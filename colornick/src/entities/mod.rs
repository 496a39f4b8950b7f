//! Contains the entities the host server shares with this plugin

pub mod player;
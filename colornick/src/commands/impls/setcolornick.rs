use bevy::prelude::*;

use crate::{
    commands::{
        ArgumentError, ColorCommandSent, ColorCommandType, CommandMessage, Operator, ProcessCommandsSet,
        SendCommandMessageMessage, ServerCommand, create_color_command,
    },
    entities::player::Player,
    lang::Lang,
    registry::{NickColorChangedMessage, NickColorRegistry},
};

use super::apply_color_command;

struct SetColorNickCommand {
    target: String,
    token: String,
}

impl ColorCommandType for SetColorNickCommand {
    fn from_input(ev: &ColorCommandSent) -> Result<Self, ArgumentError> {
        if ev.args.len() < 2 {
            return Err(ArgumentError::TooFewArguments);
        }
        if ev.args.len() > 2 {
            return Err(ArgumentError::TooManyArguments);
        }

        Ok(Self {
            target: ev.args[0].clone(),
            token: ev.args[1].clone(),
        })
    }
}

fn handle_setcolornick(
    mut evr_command: MessageReader<CommandMessage<SetColorNickCommand>>,
    q_operator: Query<&Operator>,
    q_players: Query<(Entity, &Player)>,
    mut registry: ResMut<NickColorRegistry>,
    lang: Res<Lang>,
    mut evw_color_changed: MessageWriter<NickColorChangedMessage>,
    mut evw_send_message: MessageWriter<SendCommandMessageMessage>,
) {
    for ev in evr_command.read() {
        if !ev.sender.is_operator(&q_operator) {
            ev.sender.write(lang.message("no-permission"), &mut evw_send_message);
            continue;
        }

        apply_color_command(
            ev.sender,
            &ev.command.target,
            &ev.command.token,
            &q_players,
            &mut registry,
            &lang,
            &mut evw_color_changed,
            &mut evw_send_message,
        );
    }
}

pub(super) fn register(app: &mut App) {
    create_color_command::<SetColorNickCommand>(
        ServerCommand::new(
            "setcolornick",
            "[player] [color|reset]",
            "Sets a player's nickname color and locks it against self-service changes.",
        ),
        app,
    );

    app.add_systems(Update, handle_setcolornick.in_set(ProcessCommandsSet::HandleCommands));
}

#[cfg(test)]
mod tests {
    use crate::commands::CommandSender;

    use super::*;

    #[test]
    fn requires_exactly_two_arguments() {
        let too_few = ColorCommandSent::new("setcolornick Steve".into(), CommandSender::Server);
        assert_eq!(
            SetColorNickCommand::from_input(&too_few).err(),
            Some(ArgumentError::TooFewArguments)
        );

        let too_many = ColorCommandSent::new("setcolornick Steve red now".into(), CommandSender::Server);
        assert_eq!(
            SetColorNickCommand::from_input(&too_many).err(),
            Some(ArgumentError::TooManyArguments)
        );

        let just_right = ColorCommandSent::new("setcolornick Steve red".into(), CommandSender::Server);
        let command = SetColorNickCommand::from_input(&just_right).unwrap();
        assert_eq!(command.target, "Steve");
        assert_eq!(command.token, "red");
    }
}
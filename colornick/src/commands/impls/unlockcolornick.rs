use bevy::prelude::*;

use crate::{
    commands::{
        ArgumentError, ColorCommandSent, ColorCommandType, CommandMessage, Operator, ProcessCommandsSet,
        SendCommandMessageMessage, ServerCommand, create_color_command,
    },
    entities::player::Player,
    lang::Lang,
    registry::{NickColorRegistry, UnlockOutcome},
};

struct UnlockColorNickCommand {
    target: String,
}

impl ColorCommandType for UnlockColorNickCommand {
    fn from_input(ev: &ColorCommandSent) -> Result<Self, ArgumentError> {
        if ev.args.is_empty() {
            return Err(ArgumentError::TooFewArguments);
        }
        if ev.args.len() > 1 {
            return Err(ArgumentError::TooManyArguments);
        }

        Ok(Self {
            target: ev.args[0].clone(),
        })
    }
}

fn handle_unlockcolornick(
    mut evr_command: MessageReader<CommandMessage<UnlockColorNickCommand>>,
    q_operator: Query<&Operator>,
    q_players: Query<(Entity, &Player)>,
    mut registry: ResMut<NickColorRegistry>,
    lang: Res<Lang>,
    mut evw_send_message: MessageWriter<SendCommandMessageMessage>,
) {
    for ev in evr_command.read() {
        if !ev.sender.is_operator(&q_operator) {
            ev.sender.write(lang.message("no-permission"), &mut evw_send_message);
            continue;
        }

        let Some((target_entity, target)) = q_players.iter().find(|(_, player)| player.name() == ev.command.target)
        else {
            ev.sender.write(lang.message("player-not-found"), &mut evw_send_message);
            continue;
        };

        match registry.unlock(target.id()) {
            UnlockOutcome::Unlocked => {
                ev.sender
                    .write(lang.message("color-unlocked").replace("%player%", target.name()), &mut evw_send_message);
                evw_send_message.write(SendCommandMessageMessage {
                    to: target_entity,
                    message: lang.message("your-color-unlocked").to_owned(),
                });
            }
            UnlockOutcome::AlreadyUnlocked => {
                ev.sender.write(
                    lang.message("color-not-locked").replace("%player%", target.name()),
                    &mut evw_send_message,
                );
            }
        }
    }
}

pub(super) fn register(app: &mut App) {
    create_color_command::<UnlockColorNickCommand>(
        ServerCommand::new(
            "unlockcolornick",
            "[player]",
            "Lets a player change their own nickname color again.",
        ),
        app,
    );

    app.add_systems(Update, handle_unlockcolornick.in_set(ProcessCommandsSet::HandleCommands));
}

#[cfg(test)]
mod tests {
    use crate::commands::CommandSender;

    use super::*;

    #[test]
    fn requires_exactly_one_argument() {
        let too_few = ColorCommandSent::new("unlockcolornick".into(), CommandSender::Server);
        assert_eq!(
            UnlockColorNickCommand::from_input(&too_few).err(),
            Some(ArgumentError::TooFewArguments)
        );

        let too_many = ColorCommandSent::new("unlockcolornick Steve Alex".into(), CommandSender::Server);
        assert_eq!(
            UnlockColorNickCommand::from_input(&too_many).err(),
            Some(ArgumentError::TooManyArguments)
        );

        assert!(
            UnlockColorNickCommand::from_input(&ColorCommandSent::new(
                "unlockcolornick Steve".into(),
                CommandSender::Server
            ))
            .is_ok()
        );
    }
}
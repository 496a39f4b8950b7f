use bevy::prelude::*;

use crate::commands::{
    ArgumentError, ColorCommandSent, ColorCommandType, ColorNickCommands, CommandMessage, ProcessCommandsSet,
    SendCommandMessageMessage, ServerCommand, create_color_command,
};

struct HelpCommand {
    command: Option<String>,
}

impl ColorCommandType for HelpCommand {
    fn from_input(ev: &ColorCommandSent) -> Result<Self, ArgumentError> {
        if ev.args.len() > 1 {
            return Err(ArgumentError::TooManyArguments);
        }

        Ok(Self {
            command: ev.args.first().cloned(),
        })
    }
}

fn display_help(command_name: Option<&str>, commands: &ColorNickCommands) -> String {
    if let Some(info) = command_name.and_then(|name| commands.command_info(name)) {
        return format!("=== {} ===\n/{} {}\n\t{}", info.name, info.name, info.usage, info.description);
    }

    let mut out = String::from("=== ColorNick Commands ===");
    for info in commands.commands() {
        out.push_str(&format!("\n/{} {}\n\t{}", info.name, info.usage, info.description));
    }
    out
}

fn handle_help(
    mut evr_command: MessageReader<CommandMessage<HelpCommand>>,
    commands: Res<ColorNickCommands>,
    mut evw_send_message: MessageWriter<SendCommandMessageMessage>,
) {
    for ev in evr_command.read() {
        ev.sender
            .write(display_help(ev.command.command.as_deref(), &commands), &mut evw_send_message);
    }
}

pub(super) fn register(app: &mut App) {
    create_color_command::<HelpCommand>(
        ServerCommand::new("colornickhelp", "[command?]", "Gets information about this plugin's commands."),
        app,
    );

    app.add_systems(Update, handle_help.in_set(ProcessCommandsSet::HandleCommands));
}

#[cfg(test)]
mod tests {
    use super::*;

    #[test]
    fn unknown_commands_fall_back_to_the_full_listing() {
        let mut commands = ColorNickCommands::default();
        commands.add_command_info(ServerCommand::new("colornick", "[player] [color|reset]", "Picks a color."));

        let listing = display_help(Some("nope"), &commands);
        assert!(listing.starts_with("=== ColorNick Commands ==="));
        assert!(listing.contains("/colornick"));

        let specific = display_help(Some("colornick"), &commands);
        assert!(specific.starts_with("=== colornick ==="));
    }
}
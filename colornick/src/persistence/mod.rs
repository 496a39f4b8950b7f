//! Loads and saves the color assignment table.
//!
//! On-disk shape is a flat table in `colors.toml`: one `"<uuid>" = "<color>"`
//! entry per player, with a sibling `"<uuid>_admin" = true` entry when the
//! color is operator-locked. The whole table is rewritten on every save, so
//! the file always mirrors the registry exactly.

use std::fs;

use anyhow::Context;
use bevy::{platform::collections::HashMap, prelude::*};
use uuid::Uuid;

use crate::{
    palette::NickColor,
    registry::{ColorAssignment, NickColorChangedMessage, NickColorRegistry},
    settings::ColorNickSettings,
};

const ADMIN_KEY_SUFFIX: &str = "_admin";

#[derive(Message, Debug, Default)]
/// Host request to write the color table to disk right now, regardless of
/// whether anything changed
pub struct FlushNickColorsMessage;

/// Decodes a persisted color table.
///
/// Records that fail to parse (unknown color token, malformed id, wrong
/// value type) are dropped with a warning; one bad line never takes the rest
/// of the table with it.
fn assignments_from_table(table: &toml::Table) -> HashMap<Uuid, ColorAssignment> {
    let mut assignments = HashMap::new();

    for (key, value) in table.iter() {
        if key.ends_with(ADMIN_KEY_SUFFIX) {
            // Lock flags are picked up alongside their color entry
            continue;
        }

        let Ok(id) = Uuid::parse_str(key) else {
            warn!("Invalid player id in colors file: {key}");
            continue;
        };

        let Some(token) = value.as_str() else {
            warn!("Invalid color for player {key}: {value}");
            continue;
        };

        let Some(color) = NickColor::from_token(token) else {
            warn!("Invalid color for player {key}: {token}");
            continue;
        };

        let locked = table
            .get(&format!("{key}{ADMIN_KEY_SUFFIX}"))
            .and_then(|flag| flag.as_bool())
            .unwrap_or(false);

        assignments.insert(id, ColorAssignment { color, locked });
    }

    assignments
}

/// Encodes the registry into the persisted table shape
fn table_from_registry(registry: &NickColorRegistry) -> toml::Table {
    let mut table = toml::Table::new();

    for (id, assignment) in registry.iter() {
        table.insert(id.to_string(), toml::Value::String(assignment.color.token().to_owned()));
        table.insert(format!("{id}{ADMIN_KEY_SUFFIX}"), toml::Value::Boolean(assignment.locked));
    }

    table
}

fn write_colors(registry: &NickColorRegistry, settings: &ColorNickSettings) -> anyhow::Result<()> {
    fs::create_dir_all(settings.data_folder()).context("creating the plugin data folder")?;

    let serialized = toml::to_string(&table_from_registry(registry)).context("serializing color assignments")?;
    fs::write(settings.colors_file(), serialized).context("writing the colors file")?;

    Ok(())
}

fn load_colors(
    mut registry: ResMut<NickColorRegistry>,
    settings: Res<ColorNickSettings>,
    mut evw_color_changed: MessageWriter<NickColorChangedMessage>,
) {
    let path = settings.colors_file();

    // Nothing saved yet is the normal first run
    let Ok(contents) = fs::read_to_string(&path) else {
        return;
    };

    let table = match contents.parse::<toml::Table>() {
        Ok(table) => table,
        Err(e) => {
            error!("Could not parse {} - {e}", path.display());
            return;
        }
    };

    registry.replace_all(assignments_from_table(&table));
    info!("Loaded {} color assignment(s)", registry.len());

    // Re-apply the loaded colors to anyone already connected
    evw_color_changed.write_batch(registry.iter().map(|(id, assignment)| NickColorChangedMessage {
        id: *id,
        color: Some(assignment.color),
    }));
}

fn save_colors(registry: Res<NickColorRegistry>, settings: Res<ColorNickSettings>) {
    if let Err(e) = write_colors(&registry, &settings) {
        error!("Could not save {} - {e:#}", settings.colors_file().display());
    }
}

fn flush_colors(
    mut evr_flush: MessageReader<FlushNickColorsMessage>,
    registry: Res<NickColorRegistry>,
    settings: Res<ColorNickSettings>,
) {
    if evr_flush.is_empty() {
        return;
    }
    evr_flush.clear();

    save_colors(registry, settings);
}

pub(super) fn register(app: &mut App) {
    app.add_message::<FlushNickColorsMessage>();

    app.add_systems(Startup, load_colors);

    app.add_systems(
        Last,
        (save_colors.run_if(resource_exists_and_changed::<NickColorRegistry>), flush_colors),
    );
}

#[cfg(test)]
mod tests {
    use super::*;

    fn steve() -> Uuid {
        Uuid::from_u128(0xA1CE)
    }

    #[test]
    fn round_trips_colors_and_lock_flags() {
        let mut registry = NickColorRegistry::default();
        registry.set_color(steve(), NickColor::Red, true);
        registry.set_color(Uuid::from_u128(0xB0B), NickColor::LightPurple, false);

        let serialized = toml::to_string(&table_from_registry(&registry)).unwrap();
        let reloaded = assignments_from_table(&serialized.parse::<toml::Table>().unwrap());

        assert_eq!(reloaded.len(), 2);
        assert_eq!(reloaded[&steve()], ColorAssignment {
            color: NickColor::Red,
            locked: true,
        });
        assert_eq!(reloaded[&Uuid::from_u128(0xB0B)], ColorAssignment {
            color: NickColor::LightPurple,
            locked: false,
        });
    }

    #[test]
    fn bad_records_are_dropped_not_fatal() {
        let steve = steve();
        let table = format!(
            "\"{steve}\" = \"red\"\n\
             \"not-a-uuid\" = \"blue\"\n\
             \"{teal}\" = \"teal\"\n\
             \"{number}\" = 7\n",
            teal = Uuid::from_u128(0xBAD),
            number = Uuid::from_u128(0xBAD2),
        )
        .parse::<toml::Table>()
        .unwrap();

        let assignments = assignments_from_table(&table);

        assert_eq!(assignments.len(), 1);
        assert_eq!(assignments[&steve].color, NickColor::Red);
    }

    #[test]
    fn missing_admin_key_defaults_to_unlocked() {
        let steve = steve();
        let table = format!("\"{steve}\" = \"gold\"\n").parse::<toml::Table>().unwrap();

        let assignments = assignments_from_table(&table);

        assert!(!assignments[&steve].locked);
    }

    #[test]
    fn admin_key_with_the_wrong_type_defaults_to_unlocked() {
        let steve = steve();
        let table = format!("\"{steve}\" = \"gold\"\n\"{steve}_admin\" = \"yes\"\n")
            .parse::<toml::Table>()
            .unwrap();

        let assignments = assignments_from_table(&table);

        assert!(!assignments[&steve].locked);
    }
}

-*-*-

→ **WHAT YOU HAVE TO DO**
Which lines above contain the word "number"? Copy each one.

→ **SOLVED PROBLEM**
             \"{number}\" = 7\n",
            number = Uuid::from_u128(0xBAD2),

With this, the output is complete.